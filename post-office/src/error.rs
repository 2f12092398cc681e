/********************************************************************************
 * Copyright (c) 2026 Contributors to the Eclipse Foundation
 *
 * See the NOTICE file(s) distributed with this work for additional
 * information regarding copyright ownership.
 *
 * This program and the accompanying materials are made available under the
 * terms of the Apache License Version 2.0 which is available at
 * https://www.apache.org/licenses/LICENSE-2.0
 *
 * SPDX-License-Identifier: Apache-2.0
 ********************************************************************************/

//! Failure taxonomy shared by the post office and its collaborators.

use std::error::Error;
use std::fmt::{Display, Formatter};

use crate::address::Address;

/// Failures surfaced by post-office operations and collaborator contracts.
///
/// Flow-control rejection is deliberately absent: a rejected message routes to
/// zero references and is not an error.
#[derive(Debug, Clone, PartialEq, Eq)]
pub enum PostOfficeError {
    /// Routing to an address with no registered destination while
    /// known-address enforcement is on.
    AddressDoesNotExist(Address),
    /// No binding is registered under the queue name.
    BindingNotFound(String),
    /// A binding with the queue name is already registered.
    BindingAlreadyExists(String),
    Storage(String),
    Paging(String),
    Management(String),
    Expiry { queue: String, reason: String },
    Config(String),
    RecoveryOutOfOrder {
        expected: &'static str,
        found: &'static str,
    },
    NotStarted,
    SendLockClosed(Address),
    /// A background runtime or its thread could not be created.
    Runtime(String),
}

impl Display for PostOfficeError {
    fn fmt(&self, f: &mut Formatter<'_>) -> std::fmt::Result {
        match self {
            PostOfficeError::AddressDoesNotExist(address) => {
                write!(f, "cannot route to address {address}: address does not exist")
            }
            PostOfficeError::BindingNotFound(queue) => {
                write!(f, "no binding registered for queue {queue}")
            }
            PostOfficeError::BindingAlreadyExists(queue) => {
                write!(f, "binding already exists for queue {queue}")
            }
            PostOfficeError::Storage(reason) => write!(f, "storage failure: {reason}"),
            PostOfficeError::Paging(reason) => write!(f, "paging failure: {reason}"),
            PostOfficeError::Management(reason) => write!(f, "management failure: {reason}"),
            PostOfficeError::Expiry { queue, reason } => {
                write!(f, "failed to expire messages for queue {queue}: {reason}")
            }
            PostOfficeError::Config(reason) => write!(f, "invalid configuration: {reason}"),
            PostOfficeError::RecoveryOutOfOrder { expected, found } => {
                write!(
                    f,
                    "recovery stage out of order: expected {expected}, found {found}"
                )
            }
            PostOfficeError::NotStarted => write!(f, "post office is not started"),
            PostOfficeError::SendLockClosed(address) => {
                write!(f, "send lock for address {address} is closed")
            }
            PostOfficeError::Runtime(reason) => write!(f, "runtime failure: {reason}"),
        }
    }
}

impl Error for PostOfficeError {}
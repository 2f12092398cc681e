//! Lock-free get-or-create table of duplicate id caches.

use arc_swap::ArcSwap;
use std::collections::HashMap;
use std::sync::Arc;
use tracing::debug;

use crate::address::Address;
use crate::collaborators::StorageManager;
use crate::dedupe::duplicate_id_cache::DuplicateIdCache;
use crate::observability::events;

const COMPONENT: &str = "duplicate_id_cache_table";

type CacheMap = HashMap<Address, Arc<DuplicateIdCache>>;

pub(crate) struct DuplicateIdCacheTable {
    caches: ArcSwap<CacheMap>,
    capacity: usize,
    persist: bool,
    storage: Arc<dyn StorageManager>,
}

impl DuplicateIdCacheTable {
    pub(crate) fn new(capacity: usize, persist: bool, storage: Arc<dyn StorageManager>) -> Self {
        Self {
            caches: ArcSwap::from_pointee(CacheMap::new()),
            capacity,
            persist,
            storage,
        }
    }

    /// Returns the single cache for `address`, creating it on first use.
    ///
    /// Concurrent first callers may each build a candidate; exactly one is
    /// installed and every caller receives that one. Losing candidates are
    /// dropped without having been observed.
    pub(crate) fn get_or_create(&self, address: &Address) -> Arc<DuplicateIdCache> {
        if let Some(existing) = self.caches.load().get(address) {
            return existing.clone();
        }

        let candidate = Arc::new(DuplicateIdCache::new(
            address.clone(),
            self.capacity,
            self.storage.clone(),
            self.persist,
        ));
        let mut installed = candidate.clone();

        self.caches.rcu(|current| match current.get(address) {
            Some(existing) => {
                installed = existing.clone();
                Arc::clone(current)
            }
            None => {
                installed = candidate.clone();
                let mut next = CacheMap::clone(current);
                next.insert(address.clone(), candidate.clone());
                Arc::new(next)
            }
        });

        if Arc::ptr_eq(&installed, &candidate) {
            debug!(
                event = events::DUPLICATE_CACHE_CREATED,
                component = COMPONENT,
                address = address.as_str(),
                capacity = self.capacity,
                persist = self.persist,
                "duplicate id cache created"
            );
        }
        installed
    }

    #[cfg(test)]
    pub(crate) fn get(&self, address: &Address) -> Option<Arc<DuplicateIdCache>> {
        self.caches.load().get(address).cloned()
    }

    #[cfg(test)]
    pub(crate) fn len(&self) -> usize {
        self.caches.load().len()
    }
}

--

__What you will do__: Take the lines above from the one containing "stage out of" down to the one containing "type CacheMap = HashMap<Address, Arc<DuplicateIdCache>>;", and transcribe them exactly, both ends included.

__Exercise answer__:
                    "recovery stage out of order: expected {expected}, found {found}"
                )
            }
            PostOfficeError::NotStarted => write!(f, "post office is not started"),
            PostOfficeError::SendLockClosed(address) => {
                write!(f, "send lock for address {address} is closed")
            }
            PostOfficeError::Runtime(reason) => write!(f, "runtime failure: {reason}"),
        }
    }
}

impl Error for PostOfficeError {}
repository 2f12092398cc681e
//! Lock-free get-or-create table of duplicate id caches.

use arc_swap::ArcSwap;
use std::collections::HashMap;
use std::sync::Arc;
use tracing::debug;

use crate::address::Address;
use crate::collaborators::StorageManager;
use crate::dedupe::duplicate_id_cache::DuplicateIdCache;
use crate::observability::events;

const COMPONENT: &str = "duplicate_id_cache_table";

type CacheMap = HashMap<Address, Arc<DuplicateIdCache>>;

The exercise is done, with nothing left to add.